Asked whether it was responsible to race in such conditions, Trentin was blunt.
“No, it’s not,” he said. “If I was just a normal guy, I wouldn’t go out at this time of day.”
He compared the riders’ situation to outdoor workers in countries such as Italy and France, where labour rules can restrict work in extreme heat.
“People who work in construction or agriculture, they cannot work,” Trentin said. “And we are working. Technically, it’s nice on the bike, but it’s a job for us.”
Tour director Christian Prudhomme has previously stressed that major schedule changes are not simple. The race depends on thousands of police officers, firefighters and gendarmes, as well as road closures, local authorities, broadcasters and a huge moving infrastructure. Those systems are planned months in advance.
“You can cut 15 kilometres or start half an hour earlier,” Prudhomme told AFP. “But changes can only be made at the margins.”
That is exactly the issue Trentin wants the sport to address before the next crisis arrives. Once a stage is underway, he said, it becomes extremely difficult to define a clear point at which racing should stop.

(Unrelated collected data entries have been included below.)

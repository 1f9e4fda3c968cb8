//! Naming authority shared by both emitters
//!
//! Every generated identifier comes from here. Neither emitter builds a
//! symbol or type name on its own.

use crate::ir::struct_name;

/// Fixed namespace token at the front of every extern symbol
pub const NAMESPACE_TOKEN: &str = "lean";

/// Suffix of generated opaque handle types
pub const OPAQUE_SUFFIX: &str = "Ref";

/// Prefix of static helpers in the C glue. Adapters all start with
/// [`NAMESPACE_TOKEN`], so the two sets never collide.
const HELPER_PREFIX: &str = "bindgen";

/// Lean 4 keywords and reserved tokens that are also valid C identifiers
const LEAN_KEYWORDS: &[&str] = &[
    "Prop", "Sort", "Type", "abbrev", "at", "attribute", "axiom", "break", "builtin_initialize",
    "by", "calc", "catch", "class", "continue", "decreasing_by", "def", "deriving", "do", "elab",
    "elab_rules", "else", "end", "example", "exists", "export", "extends", "finally", "for",
    "forall", "from", "fun", "have", "hiding", "if", "import", "in", "include", "inductive",
    "infix", "infixl", "infixr", "initialize", "instance", "let", "local", "macro",
    "macro_rules", "match", "mut", "mutual", "namespace", "nofun", "nomatch", "noncomputable",
    "nonrec", "notation", "omit", "opaque", "open", "partial", "postfix", "prefix", "private",
    "protected", "renaming", "repeat", "return", "scoped", "section", "set_option", "show",
    "sorry", "structure", "suffices", "syntax", "termination_by", "then", "theorem", "this",
    "try", "unif_hint", "universe", "unless", "unsafe", "using", "variable", "where", "while",
    "with",
];

/// Extern symbol for a native function: `lean_{prefix}_{name}`
///
/// ```
/// use lean_bindgen::lean::naming::extern_symbol;
/// assert_eq!(extern_symbol("simple_math", "add"), "lean_simple_math_add");
/// ```
pub fn extern_symbol(module_prefix: &str, c_name: &str) -> String {
    format!("{}_{}_{}", NAMESPACE_TOKEN, module_prefix, c_name)
}

/// Lean type name for an opaque struct.
///
/// The `struct` keyword is dropped, the rest is split on underscores, each
/// segment gets an upper-case first letter and a lower-case tail, and
/// [`OPAQUE_SUFFIX`] is appended.
///
/// ```
/// use lean_bindgen::lean::naming::opaque_type_name;
/// assert_eq!(opaque_type_name("my_handle"), "MyHandleRef");
/// assert_eq!(opaque_type_name("struct sqlite3"), "Sqlite3Ref");
/// ```
pub fn opaque_type_name(spelling: &str) -> String {
    let mut name: String = struct_name(spelling)
        .split('_')
        .filter(|segment| !segment.is_empty())
        .map(capitalize)
        .collect();
    name.push_str(OPAQUE_SUFFIX);
    name
}

/// Lean identifier for a native name, guillemet-escaped when it is a keyword
pub fn lean_ident(name: &str) -> String {
    if LEAN_KEYWORDS.contains(&name) {
        format!("«{}»", name)
    } else {
        name.to_string()
    }
}

/// `base`, with underscores appended until it differs from every name in `taken`
///
/// ```
/// use lean_bindgen::lean::naming::fresh_local;
/// assert_eq!(fresh_local("result", &["a", "b"]), "result");
/// assert_eq!(fresh_local("result", &["result", "result_"]), "result__");
/// ```
pub fn fresh_local(base: &str, taken: &[&str]) -> String {
    let mut name = base.to_string();
    while taken.contains(&name.as_str()) {
        name.push('_');
    }
    name
}

/// Static getter returning the external class for an opaque struct
pub fn external_class_getter(c_name: &str) -> String {
    format!("{}_{}_class", HELPER_PREFIX, c_name)
}

/// Static variable caching the registered external class
pub fn external_class_slot(c_name: &str) -> String {
    format!("{}_{}_class_ptr", HELPER_PREFIX, c_name)
}

/// Static finalizer for an opaque struct (the handle is borrowed, not owned)
pub fn external_finalizer(c_name: &str) -> String {
    format!("{}_{}_finalize", HELPER_PREFIX, c_name)
}

/// Static foreach callback for an opaque struct
pub fn external_foreach(c_name: &str) -> String {
    format!("{}_{}_foreach", HELPER_PREFIX, c_name)
}

fn capitalize(segment: &str) -> String {
    let mut chars = segment.chars();
    match chars.next() {
        Some(first) => first
            .to_uppercase()
            .chain(chars.flat_map(char::to_lowercase))
            .collect(),
        None => String::new(),
    }
}

#[cfg(test)]
mod tests {
    use super::*;

    #[test]
    fn test_extern_symbol() {
        assert_eq!(extern_symbol("simple_math", "add"), "lean_simple_math_add");
        assert_eq!(extern_symbol("mixed_api", "db_open"), "lean_mixed_api_db_open");
    }

    #[test]
    fn test_opaque_type_name() {
        assert_eq!(opaque_type_name("my_handle"), "MyHandleRef");
        assert_eq!(opaque_type_name("struct sqlite3"), "Sqlite3Ref");
        assert_eq!(opaque_type_name("db_conn"), "DbConnRef");
        assert_eq!(opaque_type_name("_private__thing"), "PrivateThingRef");
    }

    #[test]
    fn test_capitalize_lowers_tail() {
        assert_eq!(opaque_type_name("HTTP_conn"), "HttpConnRef");
    }

    #[test]
    fn test_lean_ident_escapes_keywords() {
        assert_eq!(lean_ident("fun"), "«fun»");
        assert_eq!(lean_ident("path"), "path");
    }

    #[test]
    fn test_lean_ident_escapes_command_and_sort_keywords() {
        for word in [
            "try", "catch", "finally", "partial", "axiom", "abbrev", "unsafe", "macro", "syntax",
            "local", "mutual", "noncomputable", "calc", "suffices", "nomatch", "unless", "repeat",
            "notation", "infix", "Type", "Prop", "Sort",
        ] {
            assert_eq!(lean_ident(word), format!("«{}»", word));
        }
        assert_eq!(lean_ident("type"), "type");
    }

    #[test]
    fn test_fresh_local_avoids_taken_names() {
        assert_eq!(fresh_local("result", &[]), "result");
        assert_eq!(fresh_local("result", &["result"]), "result_");
    }

    #[test]
    fn test_helpers_never_look_like_adapters() {
        assert!(!external_class_getter("db_conn").starts_with(NAMESPACE_TOKEN));
        assert_eq!(external_finalizer("db_conn"), "bindgen_db_conn_finalize");
    }
}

“You need a marker,” he said. “Being on the bike and not being stationary in a single place, here it is 40 degrees, maybe there it is 38. So what is going to be the marker?”
For Trentin, the solution is not another informal discussion that disappears once temperatures drop.
“That’s why we need to sit at the table and seriously talk about it,” he said. “Not randomly talking and then deciding at the next meeting, then next month, and then another year passes. Then we are still here next year talking about the same thing.”